You are viewing a plain text version of this content. The canonical link for it is here.
Posted to commits@pinot.apache.org by GitBox <gi...@apache.org> on 2020/08/26 21:00:26 UTC

[GitHub] [incubator-pinot] fpj commented on issue #5928: Add connector for Pravega

fpj commented on issue #5928:
URL: https://github.com/apache/incubator-pinot/issues/5928#issuecomment-681121098


   Thanks for starting this issue, @kishoreg. I'm wondering what would be the best way to approach the implementation of a connector. I started by looking at the spi interfaces, and in particular at the `StreamLevelConsumer`. Here is the reason.
   
   Pravega has as a few different APIs, the main one being the event stream API. it also has a batch API that enables unordered reads for parallelism, but let's focus on the event stream API for now. A Pravega stream comprises a set of parallel segments, and that set can change over time according to a scaling policy. We do not expose the complexity of dealing with the set of segments changing, and let the readers in a group coordinate internally the assignment of segments, respecting order. 
   
   Given that segments aren't clearly exposed in the event stream API, the `StreamLevelConsumer` interface seems to provide the right level of abstraction, except for the commit call. We don't really provide the ability to commit per reader, like Kafka provides the ability to commit per consumer.
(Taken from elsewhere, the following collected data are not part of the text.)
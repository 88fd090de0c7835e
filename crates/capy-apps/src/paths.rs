//! Path helpers for XDG directories and desktop-file lookup.
//!
//! Search order follows the XDG base-directory convention: the user data
//! dir first, then each system data dir. Earlier directories shadow later
//! ones wherever an application id resolves in more than one.

use std::path::{Path, PathBuf};

pub fn home_dir() -> PathBuf {
    PathBuf::from(std::env::var("HOME").unwrap_or_default())
}

/// `$<var>` when set and non-empty, else `$HOME/<fallback>`.
fn xdg_dir(var: &str, fallback: &str) -> PathBuf {
    std::env::var_os(var)
        .map(PathBuf::from)
        .filter(|dir| !dir.as_os_str().is_empty())
        .unwrap_or_else(|| home_dir().join(fallback))
}

/// Colon-separated `$<var>` when set, else the given default list.
fn xdg_dir_list(var: &str, default: &str) -> Vec<PathBuf> {
    std::env::var(var)
        .unwrap_or_else(|_| default.to_string())
        .split(':')
        .filter(|dir| !dir.is_empty())
        .map(PathBuf::from)
        .collect()
}

/// Application search directories, user data dir first.
pub fn application_directories() -> Vec<PathBuf> {
    let mut dirs = vec![xdg_dir("XDG_DATA_HOME", ".local/share")];
    dirs.extend(xdg_dir_list("XDG_DATA_DIRS", "/usr/local/share:/usr/share"));
    dirs.into_iter().map(|dir| dir.join("applications")).collect()
}

/// Autostart directories; the first entry is the writable user directory.
pub fn autostart_directories() -> Vec<PathBuf> {
    let mut dirs = vec![user_autostart_directory()];
    dirs.extend(
        xdg_dir_list("XDG_CONFIG_DIRS", "/etc/xdg")
            .into_iter()
            .map(|dir| dir.join("autostart")),
    );
    dirs
}

/// The writable per-user autostart directory.
pub fn user_autostart_directory() -> PathBuf {
    xdg_dir("XDG_CONFIG_HOME", ".config").join("autostart")
}

/// Per-user config file of the daemon itself.
pub fn settings_path() -> PathBuf {
    xdg_dir("XDG_CONFIG_HOME", ".config")
        .join("capyshell")
        .join("launchd.json")
}

/// Desktops the session identifies as, from `$XDG_CURRENT_DESKTOP`.
pub fn current_desktops() -> Vec<String> {
    std::env::var("XDG_CURRENT_DESKTOP")
        .unwrap_or_default()
        .split(':')
        .filter(|part| !part.is_empty())
        .map(str::to_string)
        .collect()
}

/// Locate the desktop file for an application id in the given search
/// directories. First match wins. An id segment joined with `-` may stand
/// for a subdirectory, so dashes are retried as separators left to right
/// (`kde4-okular` also tries `kde4/okular`).
pub fn search_desktop_file_by_id(search_dirs: &[PathBuf], app_id: &str) -> Option<PathBuf> {
    for dir in search_dirs {
        let mut candidate = app_id.to_string();
        loop {
            let path = dir.join(format!("{candidate}.desktop"));
            if path.is_file() {
                return Some(path);
            }
            match candidate.find('-') {
                Some(pos) => candidate.replace_range(pos..pos + 1, "/"),
                None => break,
            }
        }
    }
    None
}

/// Derive an application id for a desktop file, matching it against the
/// search directories it may live under. Falls back to the bare file stem
/// for paths outside every search dir.
pub fn app_id_for(search_dirs: &[PathBuf], desktop_path: &Path) -> Option<String> {
    for dir in search_dirs {
        if let Some(id) = crate::app_id::app_id_from_path(dir, desktop_path) {
            return Some(id);
        }
    }
    let stem = desktop_path.file_name()?.to_str()?.strip_suffix(".desktop")?;
    Some(crate::app_id::unescape_app_id(stem))
}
Pravega reader groups instead produce checkpoints, which are consistent collections of offsets for segments currently being read. The application sees checkpoints.
   
   Our approach to recording positions of one or more streams is consequently more coarse-grained and coordinated across the group. I wanted to understand how I can introduce checkpoints given that the interface expects a commit implementation.
   
   I'd love to get some input and hopefully some ideas. 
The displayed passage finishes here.